**EXERCISE OBJECTIVE**
I would like every entry below written out exactly.

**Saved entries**
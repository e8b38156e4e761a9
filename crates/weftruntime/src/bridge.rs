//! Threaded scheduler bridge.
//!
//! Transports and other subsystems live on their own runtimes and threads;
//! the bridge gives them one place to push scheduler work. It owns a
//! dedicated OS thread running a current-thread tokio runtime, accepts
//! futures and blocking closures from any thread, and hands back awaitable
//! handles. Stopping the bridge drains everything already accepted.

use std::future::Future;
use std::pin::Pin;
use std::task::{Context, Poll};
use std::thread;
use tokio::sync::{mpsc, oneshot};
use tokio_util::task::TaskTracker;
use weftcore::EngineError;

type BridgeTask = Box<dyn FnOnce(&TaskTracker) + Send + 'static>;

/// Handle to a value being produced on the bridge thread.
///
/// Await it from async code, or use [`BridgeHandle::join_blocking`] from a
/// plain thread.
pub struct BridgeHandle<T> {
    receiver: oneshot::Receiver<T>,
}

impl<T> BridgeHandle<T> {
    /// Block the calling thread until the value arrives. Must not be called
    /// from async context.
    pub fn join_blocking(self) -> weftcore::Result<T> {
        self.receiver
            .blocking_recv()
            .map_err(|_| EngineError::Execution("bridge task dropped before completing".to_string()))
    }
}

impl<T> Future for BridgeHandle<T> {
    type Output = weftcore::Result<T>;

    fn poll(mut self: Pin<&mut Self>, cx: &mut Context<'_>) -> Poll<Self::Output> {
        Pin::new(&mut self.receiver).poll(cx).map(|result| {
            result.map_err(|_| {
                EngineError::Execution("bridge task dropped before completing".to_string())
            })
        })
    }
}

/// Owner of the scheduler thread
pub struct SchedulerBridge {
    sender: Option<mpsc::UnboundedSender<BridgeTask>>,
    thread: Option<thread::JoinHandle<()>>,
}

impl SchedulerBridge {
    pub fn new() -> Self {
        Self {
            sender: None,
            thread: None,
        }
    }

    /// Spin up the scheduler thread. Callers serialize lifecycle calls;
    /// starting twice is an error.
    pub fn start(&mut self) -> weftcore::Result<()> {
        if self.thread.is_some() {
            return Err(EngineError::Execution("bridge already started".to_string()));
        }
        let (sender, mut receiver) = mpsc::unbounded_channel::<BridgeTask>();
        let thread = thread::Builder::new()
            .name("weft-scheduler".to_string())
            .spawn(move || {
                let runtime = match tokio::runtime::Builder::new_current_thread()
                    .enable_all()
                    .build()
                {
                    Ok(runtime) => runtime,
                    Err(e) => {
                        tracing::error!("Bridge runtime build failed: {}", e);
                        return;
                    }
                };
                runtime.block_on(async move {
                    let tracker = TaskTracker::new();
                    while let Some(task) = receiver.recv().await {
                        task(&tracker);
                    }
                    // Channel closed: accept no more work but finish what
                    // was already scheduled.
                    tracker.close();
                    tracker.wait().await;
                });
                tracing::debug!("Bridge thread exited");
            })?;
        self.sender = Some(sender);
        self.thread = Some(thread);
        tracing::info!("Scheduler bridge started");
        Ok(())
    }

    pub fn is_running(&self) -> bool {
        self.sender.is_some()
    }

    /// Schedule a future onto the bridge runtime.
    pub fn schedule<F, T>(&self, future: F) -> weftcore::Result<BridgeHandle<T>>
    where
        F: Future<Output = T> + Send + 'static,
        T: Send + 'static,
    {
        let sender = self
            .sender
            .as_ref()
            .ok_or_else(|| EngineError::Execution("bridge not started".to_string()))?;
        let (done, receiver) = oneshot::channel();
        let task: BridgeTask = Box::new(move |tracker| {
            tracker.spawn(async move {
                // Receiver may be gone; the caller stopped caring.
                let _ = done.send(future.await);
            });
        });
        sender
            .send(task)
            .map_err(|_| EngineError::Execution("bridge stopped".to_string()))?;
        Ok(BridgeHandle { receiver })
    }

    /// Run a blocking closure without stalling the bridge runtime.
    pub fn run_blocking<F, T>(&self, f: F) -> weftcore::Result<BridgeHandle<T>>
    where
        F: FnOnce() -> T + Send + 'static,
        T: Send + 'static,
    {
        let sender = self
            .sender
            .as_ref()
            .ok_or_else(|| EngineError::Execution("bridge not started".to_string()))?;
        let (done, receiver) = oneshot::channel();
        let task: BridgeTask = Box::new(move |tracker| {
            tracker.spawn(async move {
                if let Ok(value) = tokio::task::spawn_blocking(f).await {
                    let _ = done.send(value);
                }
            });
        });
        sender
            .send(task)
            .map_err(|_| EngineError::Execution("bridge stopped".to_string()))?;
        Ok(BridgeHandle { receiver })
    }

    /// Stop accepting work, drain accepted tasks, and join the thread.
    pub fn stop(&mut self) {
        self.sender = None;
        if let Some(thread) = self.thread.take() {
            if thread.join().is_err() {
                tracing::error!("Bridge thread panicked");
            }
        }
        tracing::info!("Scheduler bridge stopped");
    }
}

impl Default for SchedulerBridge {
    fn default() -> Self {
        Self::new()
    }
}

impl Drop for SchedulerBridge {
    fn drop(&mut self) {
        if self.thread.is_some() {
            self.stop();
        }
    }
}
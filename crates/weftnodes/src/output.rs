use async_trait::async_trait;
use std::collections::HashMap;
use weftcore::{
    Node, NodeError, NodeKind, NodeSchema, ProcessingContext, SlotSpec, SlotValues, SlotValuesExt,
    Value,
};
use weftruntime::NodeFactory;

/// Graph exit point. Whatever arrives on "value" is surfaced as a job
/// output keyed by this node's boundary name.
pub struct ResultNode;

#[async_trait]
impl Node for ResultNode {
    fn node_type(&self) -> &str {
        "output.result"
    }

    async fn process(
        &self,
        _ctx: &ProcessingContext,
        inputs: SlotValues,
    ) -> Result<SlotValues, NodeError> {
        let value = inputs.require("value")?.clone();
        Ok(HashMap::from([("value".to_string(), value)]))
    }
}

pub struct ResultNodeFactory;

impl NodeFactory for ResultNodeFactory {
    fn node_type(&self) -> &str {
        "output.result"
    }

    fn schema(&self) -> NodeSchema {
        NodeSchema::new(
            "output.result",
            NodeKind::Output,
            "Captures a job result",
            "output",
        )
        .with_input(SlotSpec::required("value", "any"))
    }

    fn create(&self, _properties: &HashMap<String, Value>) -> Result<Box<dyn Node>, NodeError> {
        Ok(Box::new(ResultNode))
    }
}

**SOLUTION TO THIS TASK**
repository e8b38156e4e761a9
filename crates/weftruntime/src/bridge.rs
//! Threaded scheduler bridge.
//!
//! Transports and other subsystems live on their own runtimes and threads;
//! the bridge gives them one place to push scheduler work. It owns a
//! dedicated OS thread running a current-thread tokio runtime, accepts
//! futures and blocking closures from any thread, and hands back awaitable
//! handles. Stopping the bridge drains everything already accepted.

use std::future::Future;
use std::pin::Pin;
use std::task::{Context, Poll};
use std::thread;
use tokio::sync::{mpsc, oneshot};
use tokio_util::task::TaskTracker;
use weftcore::EngineError;

type BridgeTask = Box<dyn FnOnce(&TaskTracker) + Send + 'static>;

/// Handle to a value being produced on the bridge thread.
///
/// Await it from async code, or use [`BridgeHandle::join_blocking`] from a
/// plain thread.
pub struct BridgeHandle<T> {
    receiver: oneshot::Receiver<T>,
}

impl<T> BridgeHandle<T> {
    /// Block the calling thread until the value arrives. Must not be called
    /// from async context.
    pub fn join_blocking(self) -> weftcore::Result<T> {
        self.receiver
            .blocking_recv()
            .map_err(|_| EngineError::Execution("bridge task dropped before completing".to_string()))
    }
}

impl<T> Future for BridgeHandle<T> {
    type Output = weftcore::Result<T>;

    fn poll(mut self: Pin<&mut Self>, cx: &mut Context<'_>) -> Poll<Self::Output> {
        Pin::new(&mut self.receiver).poll(cx).map(|result| {
            result.map_err(|_| {
                EngineError::Execution("bridge task dropped before completing".to_string())
            })
        })
    }
}

/// Owner of the scheduler thread
pub struct SchedulerBridge {
    sender: Option<mpsc::UnboundedSender<BridgeTask>>,
    thread: Option<thread::JoinHandle<()>>,
}

impl SchedulerBridge {
    pub fn new() -> Self {
        Self {
            sender: None,
            thread: None,
        }
    }

    /// Spin up the scheduler thread. Callers serialize lifecycle calls;
    /// starting twice is an error.
    pub fn start(&mut self) -> weftcore::Result<()> {
        if self.thread.is_some() {
            return Err(EngineError::Execution("bridge already started".to_string()));
        }
        let (sender, mut receiver) = mpsc::unbounded_channel::<BridgeTask>();
        let thread = thread::Builder::new()
            .name("weft-scheduler".to_string())
            .spawn(move || {
                let runtime = match tokio::runtime::Builder::new_current_thread()
                    .enable_all()
                    .build()
                {
                    Ok(runtime) => runtime,
                    Err(e) => {
                        tracing::error!("Bridge runtime build failed: {}", e);
                        return;
                    }
                };
                runtime.block_on(async move {
                    let tracker = TaskTracker::new();
                    while let Some(task) = receiver.recv().await {
                        task(&tracker);
                    }
                    // Channel closed: accept no more work but finish what
                    // was already scheduled.
                    tracker.close();
                    tracker.wait().await;
                });
                tracing::debug!("Bridge thread exited");
            })?;
        self.sender = Some(sender);
        self.thread = Some(thread);
        tracing::info!("Scheduler bridge started");
        Ok(())
    }

    pub fn is_running(&self) -> bool {
        self.sender.is_some()
    }

    /// Schedule a future onto the bridge runtime.
    pub fn schedule<F, T>(&self, future: F) -> weftcore::Result<BridgeHandle<T>>
    where
        F: Future<Output = T> + Send + 'static,
        T: Send + 'static,
    {
        let sender = self
            .sender
            .as_ref()
            .ok_or_else(|| EngineError::Execution("bridge not started".to_string()))?;
        let (done, receiver) = oneshot::channel();
        let task: BridgeTask = Box::new(move |tracker| {
            tracker.spawn(async move {
                // Receiver may be gone; the caller stopped caring.
                let _ = done.send(future.await);
            });
        });
        sender
            .send(task)
            .map_err(|_| EngineError::Execution("bridge stopped".to_string()))?;
        Ok(BridgeHandle { receiver })
    }

    /// Run a blocking closure without stalling the bridge runtime.
    pub fn run_blocking<F, T>(&self, f: F) -> weftcore::Result<BridgeHandle<T>>
    where
        F: FnOnce() -> T + Send + 'static,
        T: Send + 'static,
    {
        let sender = self
            .sender
            .as_ref()
            .ok_or_else(|| EngineError::Execution("bridge not started".to_string()))?;
        let (done, receiver) = oneshot::channel();
        let task: BridgeTask = Box::new(move |tracker| {
            tracker.spawn(async move {
                if let Ok(value) = tokio::task::spawn_blocking(f).await {
                    let _ = done.send(value);
                }
            });
        });
        sender
            .send(task)
            .map_err(|_| EngineError::Execution("bridge stopped".to_string()))?;
        Ok(BridgeHandle { receiver })
    }

    /// Stop accepting work, drain accepted tasks, and join the thread.
    pub fn stop(&mut self) {
        self.sender = None;
        if let Some(thread) = self.thread.take() {
            if thread.join().is_err() {
                tracing::error!("Bridge thread panicked");
            }
        }
        tracing::info!("Scheduler bridge stopped");
    }
}

impl Default for SchedulerBridge {
    fn default() -> Self {
        Self::new()
    }
}

impl Drop for SchedulerBridge {
    fn drop(&mut self) {
        if self.thread.is_some() {
            self.stop();
        }
    }
}
filename crates/weftnodes/src/output.rs
use async_trait::async_trait;
use std::collections::HashMap;
use weftcore::{
    Node, NodeError, NodeKind, NodeSchema, ProcessingContext, SlotSpec, SlotValues, SlotValuesExt,
    Value,
};
use weftruntime::NodeFactory;

/// Graph exit point. Whatever arrives on "value" is surfaced as a job
/// output keyed by this node's boundary name.
pub struct ResultNode;

#[async_trait]
impl Node for ResultNode {
    fn node_type(&self) -> &str {
        "output.result"
    }

    async fn process(
        &self,
        _ctx: &ProcessingContext,
        inputs: SlotValues,
    ) -> Result<SlotValues, NodeError> {
        let value = inputs.require("value")?.clone();
        Ok(HashMap::from([("value".to_string(), value)]))
    }
}

pub struct ResultNodeFactory;

impl NodeFactory for ResultNodeFactory {
    fn node_type(&self) -> &str {
        "output.result"
    }

    fn schema(&self) -> NodeSchema {
        NodeSchema::new(
            "output.result",
            NodeKind::Output,
            "Captures a job result",
            "output",
        )
        .with_input(SlotSpec::required("value", "any"))
    }

    fn create(&self, _properties: &HashMap<String, Value>) -> Result<Box<dyn Node>, NodeError> {
        Ok(Box::new(ResultNode))
    }
}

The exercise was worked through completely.